The association official stated that, regarding investment, gold has advantages in terms of portfolio diversification. In his opinion, holding a portion of assets in the form of gold to distribute risks can play a protective role in some cases.

Economist Eldeniz Amirov stated that the upheavals occurring in the global economy, as well as on the geopolitical plane, have made investment in the real sector riskier for investors:

“Against the backdrop of increasing risks, investors act more cautiously, and for this reason, gold continues to serve as the most reliable “safe haven” today. Looking at historical experience, we also see that gold prices typically rise during periods of increased risk and uncertainty in the world.

It is in this context that gold is not expected to depreciate in 2026. On the contrary, there is a possibility of some appreciation, and even a rise in price above the 5,000 level is not excluded. The main reason for this is investors' hesitation to invest in the real sector.
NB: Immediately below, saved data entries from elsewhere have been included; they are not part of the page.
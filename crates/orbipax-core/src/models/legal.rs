use std::fmt;

use serde::{Deserialize, Serialize};
use ts_rs::TS;

/// Signed consent forms collected at intake.
#[derive(Debug, Clone, PartialEq, Serialize, Deserialize, TS)]
#[serde(rename_all = "camelCase", deny_unknown_fields)]
#[ts(export)]
pub struct LegalConsents {
    pub is_minor: bool,
    #[serde(rename = "authorizedToShareWithPCP")]
    pub authorized_to_share_with_pcp: bool,
    pub hipaa: FormRecord,
    pub consent_treatment: FormRecord,
    pub financial: FormRecord,
    pub telehealth: FormRecord,
    pub roi: FormRecord,
}

impl LegalConsents {
    pub fn form(&self, id: FormId) -> &FormRecord {
        match id {
            FormId::Hipaa => &self.hipaa,
            FormId::ConsentTreatment => &self.consent_treatment,
            FormId::Financial => &self.financial,
            FormId::Telehealth => &self.telehealth,
            FormId::Roi => &self.roi,
        }
    }
}

#[derive(Debug, Clone, PartialEq, Serialize, Deserialize, TS)]
#[serde(rename_all = "camelCase", deny_unknown_fields)]
#[ts(export)]
pub struct FormRecord {
    pub is_required: bool,
    pub is_read: bool,
    pub signature: String,
    #[serde(default, skip_serializing_if = "Option::is_none")]
    pub guardian_signature: Option<String>,
    #[serde(default, skip_serializing_if = "Option::is_none")]
    pub signature_date: Option<jiff::civil::Date>,
}

impl FormRecord {
    pub fn is_signed(&self) -> bool {
        !self.signature.trim().is_empty()
    }
}

/// Identifies one consent form. The wire key doubles as the form's id.
#[derive(Debug, Clone, Copy, PartialEq, Eq, PartialOrd, Ord, Hash, Serialize, Deserialize, TS)]
#[serde(rename_all = "camelCase")]
#[ts(export)]
pub enum FormId {
    Hipaa,
    ConsentTreatment,
    Financial,
    Telehealth,
    Roi,
}

impl FormId {
    pub const ALL: [FormId; 5] = [
        FormId::Hipaa,
        FormId::ConsentTreatment,
        FormId::Financial,
        FormId::Telehealth,
        FormId::Roi,
    ];

    pub fn key(&self) -> &'static str {
        match self {
            FormId::Hipaa => "hipaa",
            FormId::ConsentTreatment => "consentTreatment",
            FormId::Financial => "financial",
            FormId::Telehealth => "telehealth",
            FormId::Roi => "roi",
        }
    }

    pub fn title(&self) -> &'static str {
        match self {
            FormId::Hipaa => "HIPAA Notice of Privacy Practices",
            FormId::ConsentTreatment => "Consent for Treatment",
            FormId::Financial => "Financial Responsibility Agreement",
            FormId::Telehealth => "Telehealth Consent",
            FormId::Roi => "Release of Information",
        }
    }
}

impl fmt::Display for FormId {
    fn fmt(&self, f: &mut fmt::Formatter<'_>) -> fmt::Result {
        f.write_str(self.key())
    }
}
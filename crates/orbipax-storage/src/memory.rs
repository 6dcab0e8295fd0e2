use std::collections::HashMap;

use orbipax_core::models::{StepRecord, StoredStepRecord};
use orbipax_core::step::WizardStepId;
use orbipax_core::{mapper, storage_keys};
use tokio::sync::Mutex;
use uuid::Uuid;

use crate::error::{PersistenceError, StorageError};
use crate::port::{BoxFuture, IntakeStore, check_record};

/// Records kept in process memory, in their storage form.
pub struct MemoryStore {
    organization_id: Uuid,
    records: Mutex<HashMap<String, StoredStepRecord>>,
}

impl MemoryStore {
    pub fn new(organization_id: Uuid) -> Self {
        Self {
            organization_id,
            records: Mutex::new(HashMap::new()),
        }
    }

    pub async fn len(&self) -> usize {
        self.records.lock().await.len()
    }

    pub async fn is_empty(&self) -> bool {
        self.records.lock().await.is_empty()
    }
}

impl IntakeStore for MemoryStore {
    fn organization_id(&self) -> Uuid {
        self.organization_id
    }

    fn load(
        &self,
        patient_id: Uuid,
        step: WizardStepId,
    ) -> BoxFuture<'_, Result<Option<StepRecord>, PersistenceError>> {
        Box::pin(async move {
            let key = storage_keys::step_record(self.organization_id, patient_id, step);
            let records = self.records.lock().await;
            let Some(stored) = records.get(&key) else {
                return Ok(None);
            };
            let record = mapper::record_from_storage_for(step, stored)
                .map_err(|e| PersistenceError::Unknown(StorageError::Mapping(e)))?;
            Ok(Some(record))
        })
    }

    fn save(
        &self,
        patient_id: Uuid,
        step: WizardStepId,
        record: StepRecord,
        today: jiff::civil::Date,
    ) -> BoxFuture<'_, Result<(), PersistenceError>> {
        Box::pin(async move {
            let stored = check_record(self.organization_id, patient_id, step, &record, today)?;
            let key = storage_keys::step_record(self.organization_id, patient_id, step);
            self.records.lock().await.insert(key, stored);
            tracing::debug!(%patient_id, %step, "record saved in memory");
            Ok(())
        })
    }
}
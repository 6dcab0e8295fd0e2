//! orbipax-core
//!
//! Pure domain types for the intake wizard: step identifiers, the canonical
//! shape of every step, field normalizers, the storage/canonical mapper and
//! storage key conventions. No I/O lives here.

pub mod error;
pub mod mapper;
pub mod models;
pub mod normalize;
pub mod step;
pub mod storage_keys;
use orbipax_core::models::StepData;
use orbipax_core::models::legal::FormId;
use orbipax_core::step::WizardStepId;
use orbipax_schema::rules::{ValidationContext, ValidationIssue};
use orbipax_schema::schemas::legal::{FormRule, form_rule};
use orbipax_schema::{validate_document, validate_step};
use serde_json::{Value, json};

fn ctx() -> ValidationContext {
    ValidationContext::full(jiff::civil::date(2025, 6, 1))
}

fn issues(draft: Value) -> Vec<ValidationIssue> {
    validate_document(WizardStepId::LegalForms, &draft, &ctx()).expect("object draft")
}

fn has_issue(issues: &[ValidationIssue], path: &[&str]) -> bool {
    issues.iter().any(|i| i.path == path)
}

fn signed(name: &str) -> Value {
    json!({ "isRead": true, "signature": name })
}

fn signed_by_guardian(name: &str, guardian: &str) -> Value {
    json!({ "isRead": true, "signature": name, "guardianSignature": guardian })
}

fn adult_consents() -> Value {
    json!({
        "isMinor": false,
        "authorizedToShareWithPCP": false,
        "hipaa": signed("Jane Doe"),
        "consentTreatment": signed("Jane Doe"),
        "financial": signed("Jane Doe"),
    })
}

#[test]
fn complete_adult_consents_pass() {
    assert_eq!(issues(adult_consents()), vec![]);
}

#[test]
fn minor_signature_without_guardian_fails_at_guardian_path() {
    let found = issues(json!({
        "isMinor": true,
        "hipaa": { "isRead": true, "signature": "Jane Doe" }
    }));
    let guardian = found
        .iter()
        .find(|i| i.path == ["hipaa", "guardianSignature"])
        .expect("guardian issue");
    assert!(guardian.message.contains("Guardian signature is required"));
}

#[test]
fn minor_with_valid_guardian_signatures_passes() {
    let draft = json!({
        "isMinor": true,
        "hipaa": signed_by_guardian("Timmy Doe", "Jane Doe"),
        "consentTreatment": signed_by_guardian("Timmy Doe", "Jane Doe"),
        "financial": signed_by_guardian("Timmy Doe", "Jane Doe"),
    });
    assert_eq!(issues(draft), vec![]);
}

#[test]
fn malformed_guardian_signature_fails_name_validation() {
    let mut draft = adult_consents();
    draft["isMinor"] = json!(true);
    draft["hipaa"] = signed_by_guardian("Timmy Doe", "J4ne D0e");
    draft["consentTreatment"] = signed_by_guardian("Timmy Doe", "Jane Doe");
    draft["financial"] = signed_by_guardian("Timmy Doe", "Jane Doe");
    let found = issues(draft);
    assert_eq!(found.len(), 1, "{found:?}");
    assert_eq!(found[0].path, ["hipaa", "guardianSignature"]);
}

#[test]
fn pcp_authorization_makes_roi_required() {
    let mut draft = adult_consents();
    draft["authorizedToShareWithPCP"] = json!(true);
    draft["roi"] = json!({ "isRead": false });
    let found = issues(draft);
    assert!(has_issue(&found, &["roi", "isRead"]));
    assert!(has_issue(&found, &["roi", "signature"]));
}

#[test]
fn pcp_authorization_with_missing_roi_reports_roi_fields() {
    let mut draft = adult_consents();
    draft["authorizedToShareWithPCP"] = json!(true);
    let found = issues(draft);
    assert!(has_issue(&found, &["roi", "isRead"]));
    assert!(has_issue(&found, &["roi", "signature"]));
}

#[test]
fn minor_roi_needs_guardian_when_pcp_authorized() {
    let draft = json!({
        "isMinor": true,
        "authorizedToShareWithPCP": true,
        "hipaa": signed_by_guardian("Timmy Doe", "Jane Doe"),
        "consentTreatment": signed_by_guardian("Timmy Doe", "Jane Doe"),
        "financial": signed_by_guardian("Timmy Doe", "Jane Doe"),
        "roi": signed("Timmy Doe"),
    });
    let found = issues(draft);
    assert_eq!(found, vec![ValidationIssue::new(
        &["roi", "guardianSignature"],
        "Guardian signature is required for minors"
    )]);
}

#[test]
fn roi_is_optional_without_pcp_authorization() {
    assert!(!has_issue(&issues(adult_consents()), &["roi", "isRead"]));
    assert!(matches!(form_rule(FormId::Roi), FormRule::OptionalUnless(_)));
    assert!(matches!(form_rule(FormId::Hipaa), FormRule::Required));
}

#[test]
fn required_form_must_be_read() {
    let mut draft = adult_consents();
    draft["financial"] = json!({ "isRead": false, "signature": "Jane Doe" });
    let found = issues(draft);
    assert_eq!(found.len(), 1);
    assert_eq!(found[0].path, ["financial", "isRead"]);
}

#[test]
fn future_signature_dates_are_rejected() {
    let mut draft = adult_consents();
    draft["hipaa"]["signatureDate"] = json!("2025-06-02");
    assert!(has_issue(&issues(draft), &["hipaa", "signatureDate"]));
}

#[test]
fn validate_step_stamps_required_flags_from_the_rule_table() {
    let mut draft = adult_consents();
    draft["authorizedToShareWithPCP"] = json!(true);
    draft["roi"] = signed("jane doe");
    draft["hipaa"]["isRequired"] = json!(false);

    let data = validate_step(WizardStepId::LegalForms, &draft, &ctx()).expect("valid");
    let StepData::LegalForms(legal) = data else {
        panic!("expected legal forms");
    };
    assert!(legal.hipaa.is_required);
    assert!(legal.roi.is_required);
    assert!(!legal.telehealth.is_required);
    assert_eq!(legal.roi.signature, "Jane Doe");
}

#[test]
fn identical_input_gives_identical_output() {
    let draft = json!({ "isMinor": true, "hipaa": { "isRead": true, "signature": "Jane Doe" } });
    assert_eq!(issues(draft.clone()), issues(draft));
}
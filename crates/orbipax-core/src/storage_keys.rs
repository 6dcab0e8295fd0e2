//! Storage key conventions.
//!
//! Pure string functions. Every key starts with the organization id so an
//! adapter scoped to one organization can never address another's records.

use uuid::Uuid;

use crate::step::WizardStepId;

pub fn patient_prefix(organization_id: Uuid, patient_id: Uuid) -> String {
    format!("intake/{organization_id}/{patient_id}/")
}

pub fn step_record(organization_id: Uuid, patient_id: Uuid, step: WizardStepId) -> String {
    format!("{}{step}.json", patient_prefix(organization_id, patient_id))
}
Currently, the openly voiced opinions of the head of the US Federal Reserve System regarding pressures from the Washington administration also draw attention. The existence of political pressures to lower interest rates could somewhat undermine the reliability of the dollar. This, in turn, could increase demand for gold and create conditions for its price to rise”.

E. Amirov also noted that deciding which direction to allocate capital is an individual decision for each investor:

“From this perspective, it would not be appropriate to give specific investment advice. In general, the globally accepted approach is that available funds are distributed across several directions and diversified.

Typically, a portion of funds is directed to gold, a portion to real estate, and a portion to company shares. If the volume of funds is large, investing in various types of real estate is also preferred. At the same time, keeping a certain share as liquid funds is also considered important”.

According to the economist, investing existing capital in only one direction carries high risk:

“Professional investors typically diversify their investment portfolios and distribute their funds among various assets. For example, approximately 20-25 percent is directed to gold, 30 percent to real estate, 30-40 percent to other financial assets, and 15-20 percent is held as cash for liquidity purposes, to be used when necessary”,– E. Amirov noted.